Here are the graphs (spreadsheet here):

totalseed2013

angelseed2013

vcseed2013

It looks like all the components are recovering, though traditional VC somewhat more slowly and super angel somewhat more quickly.  The question is still, “Bubble or no bubble?”

Let’s look at prices, as I did in my 1H2013 post. According to the full year 2013 HALO report, the median seed valuation is still $2.5M… just like  2012… and 2011. The 75th percentile valuation is up slightly in 2013, from $3.7M to $4.2M. But the 25th percentile valuation is down a hair from $1.5M to $1.4M.  According to the methodology described in the report, this data includes angel group deals before Series A. So what I think is happening is that some companies that might have gone for a VC round in the past are doing a larger angel round instead. If you check out my spreadsheet, you can see that check sizes for what the NVCA calls “seed” have taken another swing up, probably pushing some early startups out of that market. So no obvious pricing pressure.

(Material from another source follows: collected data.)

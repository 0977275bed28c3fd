use anyhow::Result;
use clap::Parser;
use std::path::{Path, PathBuf};

use exif_frame::{config, exif, pipeline};

#[derive(Parser, Debug)]
#[command(
    name = "exif-frame",
    version,
    about = "Add a white EXIF caption band with camera logo under photos"
)]
struct Cli {
    /// Image file or directory of images to frame
    #[arg(value_name = "SOURCE")]
    source: Option<PathBuf>,

    /// Output file (single image) or directory (directory source)
    #[arg(short, long, value_name = "PATH")]
    output: Option<PathBuf>,

    /// Path to config file (default: config.json next to binary)
    #[arg(short, long, value_name = "FILE")]
    config: Option<PathBuf>,

    /// Directory holding <Make>.png logo files
    #[arg(long = "logo-dir", value_name = "DIR")]
    logo_dir: Option<PathBuf>,

    /// Use this logo file for every image instead of <logo-dir>/<Make>.png
    #[arg(long, value_name = "FILE", conflicts_with = "no_logo")]
    logo: Option<PathBuf>,

    /// Frame without a manufacturer logo
    #[arg(long = "no-logo")]
    no_logo: bool,

    /// Font for the exposure and camera lines
    #[arg(long, value_name = "FILE")]
    font: Option<PathBuf>,

    /// Font for the capture time line
    #[arg(long = "time-font", value_name = "FILE")]
    time_font: Option<PathBuf>,

    /// Copy the source EXIF block into the framed image
    #[arg(long = "preserve-exif")]
    preserve_exif: bool,

    /// Initialize a default config.json and exit
    #[arg(long)]
    init: bool,

    /// Output results as JSON
    #[arg(long)]
    json: bool,

    /// Verbose output
    #[arg(short, long)]
    verbose: bool,

    /// Display the extracted EXIF tags and exit
    #[arg(long = "show-exif")]
    show_exif: bool,
}

fn main() -> Result<()> {
    let cli = Cli::parse();

    // Set up logging
    let log_level = if cli.verbose { "debug" } else { "info" };
    env_logger::Builder::from_env(env_logger::Env::default().default_filter_or(log_level))
        .format_timestamp(None)
        .init();

    // Handle --init
    if cli.init {
        let config = config::Config::default();
        let path = cli.config.as_deref();
        config.save(path)?;
        let save_path = match path {
            Some(p) => p.to_path_buf(),
            None => config::Config::config_path()?,
        };
        println!("Default config written to {}", save_path.display());
        return Ok(());
    }

    let Some(source) = cli.source.as_deref() else {
        anyhow::bail!("No input file or directory specified. Use --help for usage.");
    };

    // Load config
    let mut config = config::Config::load(cli.config.as_deref())?;

    // Handle --show-exif
    if cli.show_exif {
        let images = if source.is_dir() {
            pipeline::collect_images(source, &config.batch)
        } else if source.is_file() {
            vec![source.to_path_buf()]
        } else {
            anyhow::bail!("No such file or directory: {}", source.display());
        };
        if images.is_empty() {
            anyhow::bail!("No supported image files found in {}", source.display());
        }
        for image_path in &images {
            print_full_exif(image_path);
        }
        return Ok(());
    }

    // CLI flags override the config file
    if let Some(dir) = cli.logo_dir {
        config.assets.logo_dir = dir;
    }
    if let Some(logo) = cli.logo {
        config.frame.logo.path = Some(logo);
    }
    if cli.no_logo {
        config.frame.logo.enabled = false;
    }
    if let Some(font) = cli.font {
        config.assets.primary_font = font;
    }
    if let Some(font) = cli.time_font {
        config.assets.secondary_font = font;
    }
    if cli.preserve_exif {
        config.output.preserve_exif = true;
    }

    let report = pipeline::run(source, cli.output.as_deref(), &config)?;

    // JSON output
    if cli.json {
        let json_results: Vec<serde_json::Value> = report
            .results
            .iter()
            .map(|r| {
                serde_json::json!({
                    "path": r.path.display().to_string(),
                    "output": r.output.as_ref().map(|p| p.display().to_string()),
                    "exif_tags": r.exif_tags,
                    "error": r.error,
                })
            })
            .collect();

        println!("{}", serde_json::to_string_pretty(&json_results)?);
    }

    // Summary
    let success = report.succeeded();
    let failed = report.failed();
    let total = report.total();
    log::info!("Done: {success} succeeded, {failed} failed out of {total} images");

    if failed > 0 {
        anyhow::bail!("{failed} of {total} image(s) could not be framed");
    }

    Ok(())
}

// ANSI color codes
const DIM: &str = "\x1b[2m";
const RESET: &str = "\x1b[0m";
const BOLD: &str = "\x1b[1m";

/// Max width for the value column before wrapping.
const VAL_WIDTH: usize = 46;
/// Indent for continuation lines (tag column width + " : " = 25 chars + 2 leading spaces).
const INDENT: &str = "                           ";

/// Tags that feed the caption band, shown first.
const CAPTION_TAGS: &[&str] = &[
    "Make",
    "Model",
    "LensModel",
    "DateTimeOriginal",
    "ExposureTime",
    "FNumber",
    "ISOSpeedRatings",
    "FocalLength",
];

/// Print every extracted EXIF tag for a file, caption tags first.
fn print_full_exif(path: &Path) {
    let data = exif::read_exif(path);

    println!();
    println!("{BOLD}File:{RESET} {}", path.display());
    println!("{DIM}{}{RESET}", "═".repeat(72));

    if data.is_empty() {
        println!("  {DIM}(no EXIF metadata found){RESET}");
        println!();
        return;
    }

    if CAPTION_TAGS.iter().any(|tag| data.get(tag).is_some()) {
        println!("  {BOLD}Caption{RESET}");
        println!("  {DIM}{}{RESET}", "─".repeat(70));
        for tag in CAPTION_TAGS {
            if let Some(value) = data.get(tag) {
                print_row(tag, &value.to_string());
            }
        }
        println!();
    }

    let others: Vec<_> = data
        .iter()
        .filter(|(tag, _)| !CAPTION_TAGS.contains(tag))
        .collect();
    if !others.is_empty() {
        println!("  {BOLD}Other Tags{RESET}");
        println!("  {DIM}{}{RESET}", "─".repeat(70));
        for (tag, value) in others {
            print_row(tag, &value.to_string());
        }
        println!();
    }
}

/// Print a single row in the EXIF display table.
fn print_row(tag: &str, val: &str) {
    let tag_col = format!("{:<22}", tag);
    let lines = wrap_text(val, VAL_WIDTH);
    for (i, line) in lines.iter().enumerate() {
        if i == 0 {
            println!("  {tag_col} : {line}");
        } else {
            println!("  {INDENT}{line}");
        }
    }
}

/// Wrap text at word boundaries to fit within max_width.
fn wrap_text(s: &str, max_width: usize) -> Vec<String> {
    let mut lines = Vec::new();
    let mut current_line = String::new();

    for word in s.split_whitespace() {
        if current_line.is_empty() {
            current_line = word.to_string();
        } else if current_line.len() + 1 + word.len() <= max_width {
            current_line.push(' ');
            current_line.push_str(word);
        } else {
            lines.push(current_line);
            current_line = word.to_string();
        }
    }

    if !current_line.is_empty() {
        lines.push(current_line);
    }

    if lines.is_empty() {
        lines.push(s.to_string());
    }

    lines
}
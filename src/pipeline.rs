use image::codecs::jpeg::JpegEncoder;
use image::codecs::png::PngEncoder;
use image::{DynamicImage, RgbaImage};
use img_parts::{Bytes, DynImage, ImageEXIF};
use std::path::{Path, PathBuf};
use walkdir::WalkDir;

use crate::border::{BorderGeometry, add_border};
use crate::config::{BatchConfig, Config};
use crate::error::{FrameError, Result};
use crate::exif::{self, ExifData};
use crate::logo;
use crate::overlay::{self, Band, Fonts};

/// Extensions picked up when scanning a directory.
const IMAGE_EXTENSIONS: &[&str] = &["jpg", "png"];

/// The container written for a framed image, determined by its extension.
///
/// # Example
///
/// ```rust
/// use exif_frame::pipeline::ImageKind;
/// use std::path::Path;
///
/// assert_eq!(ImageKind::from_path(Path::new("photo.JPG")), Some(ImageKind::Jpeg));
/// assert_eq!(ImageKind::from_path(Path::new("scan.png")), Some(ImageKind::Png));
/// assert_eq!(ImageKind::from_path(Path::new("notes.txt")), None);
/// ```
#[derive(Debug, Clone, Copy, PartialEq)]
pub enum ImageKind {
    /// JPEG: written as 8-bit RGB
    Jpeg,
    /// PNG: written as 8-bit RGBA
    Png,
}

impl ImageKind {
    /// Determine the image kind from a file path extension.
    pub fn from_path(path: &Path) -> Option<Self> {
        let ext = path.extension()?.to_str()?.to_lowercase();
        match ext.as_str() {
            "jpg" | "jpeg" => Some(Self::Jpeg),
            "png" => Some(Self::Png),
            _ => None,
        }
    }
}

/// The outcome of framing one image.
///
/// Failures are captured in `error` so a batch can carry on past them.
#[derive(Debug)]
pub struct ProcessResult {
    pub path: PathBuf,
    /// Where the framed image was written, on success.
    pub output: Option<PathBuf>,
    /// Number of EXIF tags found in the source.
    pub exif_tags: usize,
    pub error: Option<String>,
}

/// Per-file results of a [`run`].
#[derive(Debug, Default)]
pub struct BatchReport {
    pub results: Vec<ProcessResult>,
}

impl BatchReport {
    pub fn succeeded(&self) -> usize {
        self.results.iter().filter(|r| r.error.is_none()).count()
    }

    pub fn failed(&self) -> usize {
        self.results.iter().filter(|r| r.error.is_some()).count()
    }

    pub fn total(&self) -> usize {
        self.results.len()
    }
}

/// Collect the images of a directory, sorted by file name.
///
/// Only the top level is scanned unless `batch.recursive` is set. Output
/// directories (named `batch.output_dir_name`) are never descended into, so
/// framing a directory twice does not frame the previous results.
///
/// # Example
///
/// ```rust,no_run
/// use exif_frame::config::BatchConfig;
/// use exif_frame::pipeline::collect_images;
///
/// let images = collect_images("./photos".as_ref(), &BatchConfig::default());
/// println!("Found {} images", images.len());
/// ```
pub fn collect_images(dir: &Path, batch: &BatchConfig) -> Vec<PathBuf> {
    let max_depth = if batch.recursive { usize::MAX } else { 1 };

    WalkDir::new(dir)
        .min_depth(1)
        .max_depth(max_depth)
        .sort_by_file_name()
        .into_iter()
        .filter_entry(|e| !(e.file_type().is_dir() && e.file_name() == batch.output_dir_name.as_str()))
        .filter_map(|e| e.ok())
        .filter(|e| e.file_type().is_file())
        .map(|e| e.into_path())
        .filter(|p| is_supported_image(p, batch.case_sensitive_extensions))
        .collect()
}

/// Check if a file has a supported image extension.
fn is_supported_image(path: &Path, case_sensitive: bool) -> bool {
    path.extension()
        .and_then(|ext| ext.to_str())
        .map(|ext| {
            if case_sensitive {
                IMAGE_EXTENSIONS.contains(&ext)
            } else {
                IMAGE_EXTENSIONS.contains(&ext.to_lowercase().as_str())
            }
        })
        .unwrap_or(false)
}

/// Default destination: `<source dir>/<output_dir_name>/<file name>`.
pub fn default_output_path(source: &Path, batch: &BatchConfig) -> PathBuf {
    let parent = source.parent().unwrap_or(Path::new(""));
    let name = source.file_name().unwrap_or_default();
    parent.join(&batch.output_dir_name).join(name)
}

/// Add the caption border to a decoded image.
///
/// Draws, in order: capture time, exposure settings, the manufacturer logo,
/// then camera and lens to the right of the logo.
pub fn frame_image(image: &DynamicImage, exif: &ExifData, config: &Config) -> Result<RgbaImage> {
    let border = BorderGeometry::with_ratios(image.width(), image.height(), &config.frame);
    let mut canvas = add_border(image, &border);
    let band = Band::bottom_of(&canvas, border.height());
    let fonts = Fonts::load(&config.assets)?;

    overlay::add_shot_time(&mut canvas, &band, exif, &fonts, &config.frame)?;
    overlay::add_exposure_info(&mut canvas, &band, exif, &fonts, &config.frame)?;
    let logo_width = logo::place_logo(
        &mut canvas,
        &band,
        exif,
        &config.assets.logo_dir,
        &config.frame,
    )?;
    overlay::add_device_info(&mut canvas, &band, exif, &fonts, &config.frame, logo_width);

    Ok(canvas)
}

/// Frame a single file and write the result.
///
/// `output` defaults to [`default_output_path`]; its parent directory is
/// created when missing. The container follows the output extension, or
/// the source format when the extension is not recognised.
///
/// Returns the path written.
pub fn process_file(source: &Path, output: Option<&Path>, config: &Config) -> Result<PathBuf> {
    let bytes = std::fs::read(source)?;
    let exif = exif::read_exif_from_bytes(&bytes);
    frame_bytes(source, &bytes, &exif, output, config)
}

/// Frame a single file, capturing any failure in the result.
pub fn process_image(source: &Path, output: Option<&Path>, config: &Config) -> ProcessResult {
    let mut result = ProcessResult {
        path: source.to_path_buf(),
        output: None,
        exif_tags: 0,
        error: None,
    };

    let bytes = match std::fs::read(source) {
        Ok(bytes) => bytes,
        Err(e) => {
            result.error = Some(FrameError::from(e).to_string());
            return result;
        }
    };
    let exif = exif::read_exif_from_bytes(&bytes);
    result.exif_tags = exif.len();

    match frame_bytes(source, &bytes, &exif, output, config) {
        Ok(path) => result.output = Some(path),
        Err(e) => result.error = Some(e.to_string()),
    }

    result
}

fn frame_bytes(
    source: &Path,
    bytes: &[u8],
    exif: &ExifData,
    output: Option<&Path>,
    config: &Config,
) -> Result<PathBuf> {
    let output = match output {
        Some(p) => p.to_path_buf(),
        None => default_output_path(source, &config.batch),
    };

    let image = image::load_from_memory(bytes)?;
    log::debug!("{} EXIF tags in {}", exif.len(), source.display());

    let canvas = frame_image(&image, exif, config)?;

    let kind = ImageKind::from_path(&output)
        .or_else(|| ImageKind::from_path(source))
        .unwrap_or(ImageKind::Jpeg);
    let mut encoded = encode(canvas, kind, config.output.jpeg_quality)?;
    if config.output.preserve_exif {
        encoded = carry_exif(bytes, encoded)?;
    }

    if let Some(dir) = output.parent().filter(|d| !d.as_os_str().is_empty()) {
        std::fs::create_dir_all(dir)?;
    }
    std::fs::write(&output, encoded)?;
    log::info!("Saved framed image to {}", output.display());

    Ok(output)
}

/// Where a directory run writes `image`: `output` with the image's path
/// relative to `source` (subdirectories mirrored), or the default path.
fn batch_target(source: &Path, image: &Path, output: Option<&Path>) -> Option<PathBuf> {
    let dir = output?;
    let relative = image
        .strip_prefix(source)
        .unwrap_or_else(|_| Path::new(image.file_name().unwrap_or_default()));
    Some(dir.join(relative))
}

/// Frame a file, or every image in a directory.
///
/// For a directory, each image goes to its default output path, or under
/// `output` at the same relative path it has below `source`. A failing image is logged and recorded in
/// the report; the remaining images are still processed.
///
/// # Errors
///
/// [`FrameError::NotFound`] when `source` is neither a file nor a directory.
pub fn run(source: &Path, output: Option<&Path>, config: &Config) -> Result<BatchReport> {
    let mut report = BatchReport::default();

    if source.is_dir() {
        let images = collect_images(source, &config.batch);
        let total = images.len();
        log::info!("Found {total} image(s) in {}", source.display());

        for (i, image_path) in images.iter().enumerate() {
            log::info!("[{}/{}] Processing: {}", i + 1, total, image_path.display());

            let target = batch_target(source, image_path, output);
            let result = process_image(image_path, target.as_deref(), config);
            if let Some(ref err) = result.error {
                log::error!("  Error: {err}");
            }
            report.results.push(result);
        }
    } else if source.is_file() {
        log::info!("Processing: {}", source.display());
        let result = process_image(source, output, config);
        if let Some(ref err) = result.error {
            log::error!("  Error: {err}");
        }
        report.results.push(result);
    } else {
        return Err(FrameError::NotFound(source.to_path_buf()));
    }

    Ok(report)
}

fn encode(canvas: RgbaImage, kind: ImageKind, quality: u8) -> Result<Vec<u8>> {
    let mut buf = Vec::new();
    match kind {
        ImageKind::Jpeg => {
            let rgb = DynamicImage::ImageRgba8(canvas).to_rgb8();
            rgb.write_with_encoder(JpegEncoder::new_with_quality(&mut buf, quality))?;
        }
        ImageKind::Png => canvas.write_with_encoder(PngEncoder::new(&mut buf))?,
    }
    Ok(buf)
}

/// Copy the EXIF block of `source` into the encoded output.
fn carry_exif(source: &[u8], encoded: Vec<u8>) -> Result<Vec<u8>> {
    let exif_block = DynImage::from_bytes(Bytes::copy_from_slice(source))
        .ok()
        .flatten()
        .and_then(|img| img.exif());
    let Some(exif_block) = exif_block else {
        log::debug!("Source has no EXIF block to carry over");
        return Ok(encoded);
    };

    let mut framed = DynImage::from_bytes(Bytes::from(encoded))
        .map_err(|e| FrameError::Metadata(format!("Failed to parse encoded output: {e}")))?
        .ok_or_else(|| FrameError::Metadata("Unsupported output container".to_string()))?;
    framed.set_exif(Some(exif_block));
    Ok(framed.encoder().bytes().to_vec())
}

Moreover, I think the following graphs make a bubble quite unlikely.  I’ve been waiting for years to pull these out.  The first one “deflates” the seed investment levels by adjusting for GDP. Thus it measures how seed investment has changed relative to total economic output. The second one deflates seed investment levels by adjusting for the level of the S&P500 index (on July 1 of the given year). Thus it measures how seed investment has changed relative to the total stock of wealth.

gdptotalseed2013

snptotalseed2013

Compared to our economic output and total wealth, seed-stage investment seems like it still has a significant amount of headroom.  I’m actually pretty sure I could build a darned accurate forecasting model based mostly on the S&P.  Given that the index is up roughly 25% from July 2013 to July 2014, my eyeball estimate is that 1H2014’s numbers will show us somewhere around a $16B annual rate.